RACINE — The City of Racine is in the process of making its ordinances more friendly to solar energy.
The city is working with SolSmart, a national program that works pro bono with communities to cut red tape and streamline solar applications, so they will be “open for solar business.” SolSmart’s experts evaluate a community based on its:
- Planning, zoning and development regulations
- Construction codes
- Solar rights
- Utility engagement
- Community engagement
- Market development and finance.
Communities are awarded, in sequence, bronze, silver or gold status in recognition of how solar-friendly their ordinances are.
Getting smart about solar
Mayor Cory Mason first committed the city to reaching bronze status in January.
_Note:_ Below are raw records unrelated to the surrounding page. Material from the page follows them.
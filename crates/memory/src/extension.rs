//! Collector and operation over a `MemoryBackend`, one pair per kind.

use std::time::Instant;

use anyhow::{anyhow, Result};
use async_trait::async_trait;
use metrics::counter;
use serde_json::{Map, Value as Json};
use tracing::info;

use kspec_change::{ChangeError, ChangeOptions};
use kspec_core::{annotations, ChangeType, Configuration, FieldChanges, Resource, ResourceChange, ResourceType};
use kspec_reconcile::{Collector, Operation};
use kspec_selector::AggregateSelector;

use crate::MemoryBackend;

pub const MANAGER: &str = "memory";

#[derive(Debug, Clone)]
pub struct MemoryCollector {
    backend: MemoryBackend,
    resource_type: ResourceType,
}

impl MemoryCollector {
    pub fn new(backend: MemoryBackend, resource_type: ResourceType) -> Self { Self { backend, resource_type } }
}

#[async_trait]
impl Collector for MemoryCollector {
    async fn list_all(&self, _cfg: &Configuration, selector: &AggregateSelector) -> Result<Vec<Resource>> {
        let items = self.backend.list(&self.resource_type);
        let items = selector
            .filter(items)
            .into_iter()
            .map(|mut r| {
                r.metadata.annotations.insert(annotations::MANAGED_BY.to_string(), MANAGER.to_string());
                r
            })
            .collect();
        Ok(items)
    }
}

#[derive(Debug, Clone)]
pub struct MemoryOperation {
    backend: MemoryBackend,
    resource_type: ResourceType,
}

impl MemoryOperation {
    pub fn new(backend: MemoryBackend, resource_type: ResourceType) -> Self { Self { backend, resource_type } }
}

#[async_trait]
impl Operation for MemoryOperation {
    fn compute_changes(
        &self,
        actual: Vec<Resource>,
        desired: Vec<Resource>,
        opts: &ChangeOptions,
    ) -> Result<Vec<ResourceChange>, ChangeError> {
        kspec_kafka::compute_changes(&self.resource_type, actual, desired, opts)
    }

    async fn apply(&self, change: &ResourceChange) -> Result<()> {
        let t0 = Instant::now();
        match change.change_type {
            ChangeType::Add => {
                let after = change.value.after.clone().ok_or_else(|| anyhow!("ADD '{}' has no desired state", change.key))?;
                self.backend.upsert(after);
            }
            ChangeType::Update => {
                let (Some(before), Some(after)) = (&change.value.before, &change.value.after) else {
                    return Err(anyhow!("UPDATE '{}' needs both states", change.key));
                };
                let mut spec = before.spec.as_object().cloned().unwrap_or_default();
                apply_fields(&mut spec, &change.fields);
                let mut next = after.clone().with_spec(Json::Object(spec));
                next.metadata.annotations.remove(annotations::MANAGED_BY);
                self.backend.upsert(next);
            }
            ChangeType::Delete => {
                let before = change.value.before.as_ref().ok_or_else(|| anyhow!("DELETE '{}' has no actual state", change.key))?;
                self.backend
                    .remove(&self.resource_type, before.name())
                    .ok_or_else(|| anyhow!("{} '{}' does not exist", self.resource_type.kind, before.name()))?;
            }
            ChangeType::None => return Ok(()),
        }
        counter!("memory_apply_total", 1u64, "type" => change.change_type.to_string());
        info!(kind = %self.resource_type, key = %change.key, change = %change.change_type, took_ms = %t0.elapsed().as_millis(), "memory: applied");
        Ok(())
    }
}

/// Write field changes onto a stored spec: unmanaged keys stay, deleted keys go, nested
/// changes are applied entry by entry.
pub fn apply_fields(target: &mut Map<String, Json>, fields: &FieldChanges) {
    for (key, c) in fields.iter() {
        match c.change_type {
            ChangeType::None => {}
            ChangeType::Delete => { target.remove(key); }
            _ if !c.fields.is_empty() => {
                let slot = target.entry(key.clone()).or_insert_with(|| Json::Object(Map::new()));
                if !slot.is_object() { *slot = Json::Object(Map::new()); }
                if let Some(nested) = slot.as_object_mut() { apply_fields(nested, &c.fields); }
            }
            _ => {
                if let Some(v) = &c.value.after { target.insert(key.clone(), v.clone()); }
            }
        }
    }
}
At Wednesday’s City Plan Commission meeting, Cara Pratt, the city’s sustainability and conservation coordinator, gave the commissioners an update on the process in preparation for when she and SolSmart are ready to present a set of ordinance and zoning changes.
SolSmart’s team has evaluated the city’s ordinances and zoning codes and compiled a preliminary list of proposed changes.
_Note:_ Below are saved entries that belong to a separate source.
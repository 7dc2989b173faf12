use boost_core::guard::{guard_payment, guard_snapshot};
use boost_core::model::SessionSnapshot;
use boost_core::GuardDecision;
use dioxus::prelude::*;
use dioxus_router::use_navigator;

use crate::routes::Route;

/// Which rule a protected page follows.
#[derive(Clone, Copy, Debug, PartialEq, Eq)]
pub enum Gate {
    /// Any signed-in user.
    Member,
    /// Signed-in users without premium; others are sent elsewhere.
    Checkout,
}

impl Gate {
    /// `admitted` is true once the page has been rendered for this visit.
    /// The checkout page then stays put when the user turns premium, so the
    /// success step can run its own redirect.
    #[must_use]
    pub fn decide(self, snapshot: &SessionSnapshot, admitted: bool) -> GuardDecision {
        match self {
            Self::Member => guard_snapshot(snapshot),
            Self::Checkout if admitted && snapshot.is_authenticated() => GuardDecision::Render,
            Self::Checkout => guard_payment(snapshot),
        }
    }
}

/// Session snapshot published by the shell.
#[must_use]
pub fn use_session() -> Signal<SessionSnapshot> {
    use_context::<Signal<SessionSnapshot>>()
}

/// Renders `children` only once the gate allows it.
///
/// While the session is being restored a neutral placeholder is shown, and
/// protected content is never rendered for a visitor who gets redirected.
#[component]
pub fn Protected(gate: Gate, children: Element) -> Element {
    let snapshot = use_session();
    let navigator = use_navigator();
    let mut admitted = use_signal(|| false);

    use_effect(move || {
        let was_admitted = *admitted.peek();
        match gate.decide(&snapshot.read(), was_admitted) {
            GuardDecision::Render if !was_admitted => admitted.set(true),
            GuardDecision::Redirect(target) => {
                navigator.replace(Route::from(target));
            }
            _ => {}
        }
    });

    match gate.decide(&snapshot.read(), admitted()) {
        GuardDecision::Loading => rsx! {
            div { class: "page page-loading",
                div { class: "spinner" }
                p { "Loading..." }
            }
        },
        GuardDecision::Render => children,
        GuardDecision::Redirect(_) => rsx! {
            div { class: "page page-loading" }
        },
    }
}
Pratt said that over the next few months, she will coordinate with the City Development Department to work through ordinances and zoning for residential, business and industrial solar projects, as well as details for how solar panels would be regulated in particular cases — such as in historic districts. SolSmart also recommends adding references to solar farms and working through how those would be regulated as well.
Matthew Sadowski of the City Development Department said that while the city’s codes may not explicitly mention solar, the city has recently processed about 16 applications for permits and is generally “very receptive” to solar projects.
“Solar is anticipated, encouraged and allowed,” Sadowski told the commission.
Alderman Trevor Jung of the 9th District said the move is in line with the City Council’s decision to sign on to the Paris Climate Accord in April 2018.
“We were committing to reducing our CO2 levels and using renewable resources to have energy for our community, so I’m excited to see that we’re taking next steps to ensure we’re honoring the goals of the Paris Climate Accord,” said Jung.
The Plan Commission recommended city staff continue to work with SolSmart.
Other developments, challenges
In Kenosha County, a developer has submitted an engineering plan for a 200-megawatt solar farm with a 50-megawatt battery component, which is larger than any battery currently deployed on the grid. The proposed site would encompass 1,400 acres in the Town of Paris near the Racine County line.
But whether solar spreads throughout the City of Racine and Racine County is not solely based on municipal ordinances.
We Energies, along with the state’s two other largest electric providers — Madison Gas & Electric and Alliant Energy, has successfully pushed for utility-controlled rooftop solar.
Last year the Wisconsin Public Service Commission allowed We Energies to install solar panels on customer rooftops in exchange for a monthly payment. At the same time, the utility has fought ratepayer-owned solar.
And the PSC is expected to act on a request from the utility to increase fixed monthly fees and to impose monthly charges on customers with solar panels.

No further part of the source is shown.